4. Teaching. The book of Joel addresses the Christian Church under visitations of evil with a call for humility and intercession both through outward form and ceremony and through the inward motions of the heart, with the assurance that God hears and answers prayer, turning the day of calamity into one of prosperity. It heralds Jehovah as the judge of all mankind to right wrongs, giving temporal and spiritual blessings unto His faithful people without distinction, and punishing evildoers. Thus it appeals to our innate sense of justice and becomes a source of hope and strength when the righteous are tried. A final blissful salvation is assured to the people of God.

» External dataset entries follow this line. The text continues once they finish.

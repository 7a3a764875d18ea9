//! Per-flag retirement: audit, discover, rewrite, commit.

use std::path::{Path, PathBuf};

use chrono::{DateTime, NaiveDate, Utc};
use flagkit_flags::FlagDefinition;
use flagkit_git_tooling::{
    PullRequestInstructions, VersionControl, branch_name_for_flag, commit_message,
};
use tracing::{info, warn};

use crate::auditor::{ExpiredFlag, audit};
use crate::change_set::ChangeSet;
use crate::config::ToolConfig;
use crate::discovery::{Discovery, discover};
use crate::error::{CodemodError, Result};
use crate::registry_source::{FlagDeclaration, RegistrySource};
use crate::report::{FlagOutcome, RetirementReport, RunMode};
use crate::rewrite::{Replacement, resolve_replacement};

/// One invocation of the retirement tool.
#[derive(Debug, Clone)]
pub struct RetireRequest {
    pub target: Option<String>,
    /// Instant the expiry audit runs at.
    pub now: DateTime<Utc>,
    pub mode: RunMode,
}

impl RetireRequest {
    pub fn today(&self) -> NaiveDate {
        self.now.date_naive()
    }
}

/// Everything that would change for one flag, staged in memory.
#[derive(Debug, Clone)]
pub struct FlagPlan {
    pub replacement: Replacement,
    pub discovery: Discovery,
    pub changes: ChangeSet,
}

pub struct RetirementEngine<V> {
    root: PathBuf,
    config: ToolConfig,
    vcs: V,
}

impl<V: VersionControl> RetirementEngine<V> {
    pub fn new(root: impl Into<PathBuf>, config: ToolConfig, vcs: V) -> Self {
        Self {
            root: root.into(),
            config,
            vcs,
        }
    }

    pub fn root(&self) -> &Path {
        &self.root
    }

    pub fn vcs(&self) -> &V {
        &self.vcs
    }

    fn registry_path(&self) -> PathBuf {
        self.root.join(&self.config.registry.path)
    }

    fn load_registry(&self) -> Result<RegistrySource> {
        RegistrySource::load(&self.registry_path(), &self.config.registry.union_type)
    }

    pub fn run(&self, request: &RetireRequest) -> Result<RetirementReport> {
        let source = self.load_registry()?;
        let audit = audit(&source, request.target.as_deref(), request.now);

        let mut report = RetirementReport::new(
            request.mode,
            request.today(),
            self.config.registry.path.clone(),
        );
        report.warnings.extend(audit.warnings);

        if audit.expired.is_empty() {
            info!("No expired feature flags");
            return Ok(report);
        }

        for (id, expired) in &audit.expired {
            info!(flag = %id, reason = %expired.reason, mode = ?request.mode, "Retiring flag");
            let outcome = match request.mode {
                RunMode::Simulate => self.simulate(&source, expired)?,
                RunMode::Apply => match self.apply(id, expired)? {
                    Some(outcome) => outcome,
                    None => {
                        let message =
                            format!("flag '{id}' is no longer declared on the new branch; skipped");
                        warn!("{message}");
                        report.warnings.push(message);
                        continue;
                    }
                },
            };
            report.warnings.extend(unrecognised_warnings(&outcome));
            if let Some(message) = role_gate_warning(&expired.declaration.definition, &outcome) {
                warn!(flag = %id, "{message}");
                report.warnings.push(message);
            }
            report.flags.push(outcome);
        }

        Ok(report)
    }

    /// Stage every edit for one flag: rewritten call sites plus the
    /// registry without its declaration.
    pub fn plan(&self, source: &RegistrySource, decl: &FlagDeclaration) -> Result<FlagPlan> {
        let replacement = resolve_replacement(&decl.definition);
        let discovery = discover(&self.root, &self.config, decl.id(), &replacement)?;

        let mut changes = ChangeSet::new();
        for (path, planned) in &discovery.files {
            changes.stage(
                path.clone(),
                planned.original.clone(),
                planned.rewrite.updated.clone(),
            );
        }

        let registry_text = source.without_flag(decl.id()).ok_or_else(|| {
            CodemodError::parse(&source.path, format!("flag '{}' vanished", decl.id()))
        })?;
        changes.stage(
            self.config.registry.path.clone(),
            source.text.clone(),
            registry_text,
        );

        Ok(FlagPlan {
            replacement,
            discovery,
            changes,
        })
    }

    fn simulate(&self, source: &RegistrySource, expired: &ExpiredFlag) -> Result<FlagOutcome> {
        let plan = self.plan(source, &expired.declaration)?;
        let mut outcome = outcome_from_plan(expired, &plan);
        outcome.diff = plan.changes.unified_diff();
        Ok(outcome)
    }

    /// `None` when the declaration is gone once the new branch is checked
    /// out.
    fn apply(&self, id: &str, expired: &ExpiredFlag) -> Result<Option<FlagOutcome>> {
        let git = &self.config.git;
        let branch = branch_name_for_flag(&git.branch_prefix, id);
        self.vcs.start_branch(&git.trunk, &branch)?;

        let source = self.load_registry()?;
        let Some(decl) = source.declaration(id) else {
            return Ok(None);
        };
        let plan = self.plan(&source, decl)?;
        let written = plan.changes.flush(&self.root)?;
        info!(flag = %id, files = written.len(), "Wrote changes");

        let message = commit_message(&git.commit_template, id);
        let commit = self.vcs.commit_all(&message)?;

        let pushed = match (&commit, git.push) {
            (Some(_), true) => {
                self.vcs.push(&git.remote, &branch)?;
                true
            }
            _ => false,
        };

        let mut outcome = outcome_from_plan(expired, &plan);
        outcome.files_changed = written;
        outcome.pull_request = commit.as_ref().map(|_| {
            PullRequestInstructions::for_flag(id, &branch, &git.trunk, &git.remote, &message)
        });
        outcome.branch = Some(branch);
        outcome.commit = commit;
        outcome.pushed = pushed;
        Ok(Some(outcome))
    }
}

fn outcome_from_plan(expired: &ExpiredFlag, plan: &FlagPlan) -> FlagOutcome {
    let definition = &expired.declaration.definition;
    FlagOutcome {
        flag_id: definition.id.clone(),
        reason: expired.reason,
        owner: definition.owner_or_unknown().to_string(),
        replacement: plan.replacement.clone(),
        safe_to_remove: plan.discovery.is_safe_to_remove(),
        call_sites: plan.discovery.sites.clone(),
        shape_counts: plan.discovery.shape_counts(),
        files_changed: plan.changes.paths().map(Path::to_path_buf).collect(),
        diff: String::new(),
        branch: None,
        commit: None,
        pushed: false,
        pull_request: None,
    }
}

fn unrecognised_warnings(outcome: &FlagOutcome) -> Vec<String> {
    outcome
        .call_sites
        .iter()
        .filter(|site| site.shape.is_none())
        .map(|site| {
            format!(
                "{}:{}: call to '{}' has no known shape and was left unchanged",
                site.path.display(),
                site.line_number,
                outcome.flag_id
            )
        })
        .collect()
}

/// Inlining `true` for a flag that is role-gated in live drops the role check
/// at every rewritten call.
fn role_gate_warning(flag: &FlagDefinition, outcome: &FlagOutcome) -> Option<String> {
    let rewritten = outcome.call_sites.iter().any(|site| site.shape.is_some());
    if outcome.replacement != Replacement::Literal(true)
        || flag.required_roles.is_empty()
        || flag.force_enabled
        || !rewritten
    {
        return None;
    }
    let roles = flag
        .required_roles
        .iter()
        .map(ToString::to_string)
        .collect::<Vec<_>>()
        .join(", ");
    Some(format!(
        "flag '{}' requires role(s) {roles} in live; inlining `true` enables it for every role",
        flag.id
    ))
}
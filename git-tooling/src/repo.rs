use std::path::{Path, PathBuf};
use std::process::Command;

use crate::errors::{GitToolingError, Result};

/// Version-control steps the retirement engine needs, one flag at a time.
///
/// Steps never retry and never roll back: a failure leaves whatever branch
/// was already created in place.
pub trait VersionControl {
    /// Check out `trunk`, then create and check out `branch` from it.
    fn start_branch(&self, trunk: &str, branch: &str) -> Result<()>;

    /// Stage every working-tree change and commit it.
    ///
    /// Returns the short hash of the new commit, or `None` when there was
    /// nothing to commit.
    fn commit_all(&self, message: &str) -> Result<Option<String>>;

    fn push(&self, remote: &str, branch: &str) -> Result<()>;
}

/// [`VersionControl`] backed by the `git` executable.
#[derive(Debug, Clone)]
pub struct GitRepo {
    root: PathBuf,
}

impl GitRepo {
    pub fn new(root: impl Into<PathBuf>) -> Self {
        Self { root: root.into() }
    }

    pub fn root(&self) -> &Path {
        &self.root
    }

    pub fn current_branch(&self) -> Result<String> {
        self.run(&["rev-parse", "--abbrev-ref", "HEAD"])
    }

    pub fn head_short_hash(&self) -> Result<String> {
        self.run(&["rev-parse", "--short", "HEAD"])
    }

    /// Exit code 1 from `git diff --cached --quiet` means there are staged
    /// changes.
    fn has_staged_changes(&self) -> Result<bool> {
        let command = "git diff --cached --quiet".to_string();
        let status = Command::new("git")
            .args(["diff", "--cached", "--quiet"])
            .current_dir(&self.root)
            .status()
            .map_err(|source| GitToolingError::Spawn {
                command: command.clone(),
                source,
            })?;
        match status.code() {
            Some(0) => Ok(false),
            Some(1) => Ok(true),
            _ => Err(GitToolingError::CommandFailed {
                command,
                stderr: format!("exited with {status}"),
            }),
        }
    }

    /// Run `git <args>` in the repo root and return trimmed stdout.
    fn run(&self, args: &[&str]) -> Result<String> {
        let command = format!("git {}", args.join(" "));
        tracing::debug!(%command, cwd = %self.root.display(), "Running git");

        let output = Command::new("git")
            .args(args)
            .current_dir(&self.root)
            .output()
            .map_err(|source| GitToolingError::Spawn {
                command: command.clone(),
                source,
            })?;

        if !output.status.success() {
            let stderr = String::from_utf8_lossy(&output.stderr).trim().to_string();
            return Err(GitToolingError::CommandFailed { command, stderr });
        }

        Ok(String::from_utf8_lossy(&output.stdout).trim().to_string())
    }
}

impl VersionControl for GitRepo {
    fn start_branch(&self, trunk: &str, branch: &str) -> Result<()> {
        self.run(&["checkout", trunk])?;
        self.run(&["checkout", "-b", branch])?;
        tracing::info!(%branch, %trunk, "Created branch");
        Ok(())
    }

    fn commit_all(&self, message: &str) -> Result<Option<String>> {
        self.run(&["add", "-A"])?;
        if !self.has_staged_changes()? {
            tracing::info!("No changes staged; skipping commit");
            return Ok(None);
        }
        self.run(&["commit", "-m", message])?;
        let hash = self.head_short_hash()?;
        tracing::info!(commit = %hash, "Committed");
        Ok(Some(hash))
    }

    fn push(&self, remote: &str, branch: &str) -> Result<()> {
        self.run(&["push", "-u", remote, branch])?;
        tracing::info!(%remote, %branch, "Pushed branch");
        Ok(())
    }
}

But, at the same time, the book has limitations in fostering a spirit of retaliation (Joel 3:8), in presenting no salvation for the heathen (cp. in contrast Isaiah 2:2-4; Isaiah 19:18-25), and, while doubtless the assumption is that the saved Israelites are righteous and the other nations are wicked, yet the distinction between the saved and unsaved is racial rather than spiritual and moral, and the narrow feeling of the Jews, which the book of Jonah was written to counteract, is reflected, and its universal judgment scene (Joel 3:9-21) needs to be supplemented by that of Matthew 25:31-46, even as its promise of the outpouring of the Spirit (Joel 2:28.) finds fulfilment in spiritual gifts to the Church which are far wider than those of the single day of Pentecost (Acts 2:14.).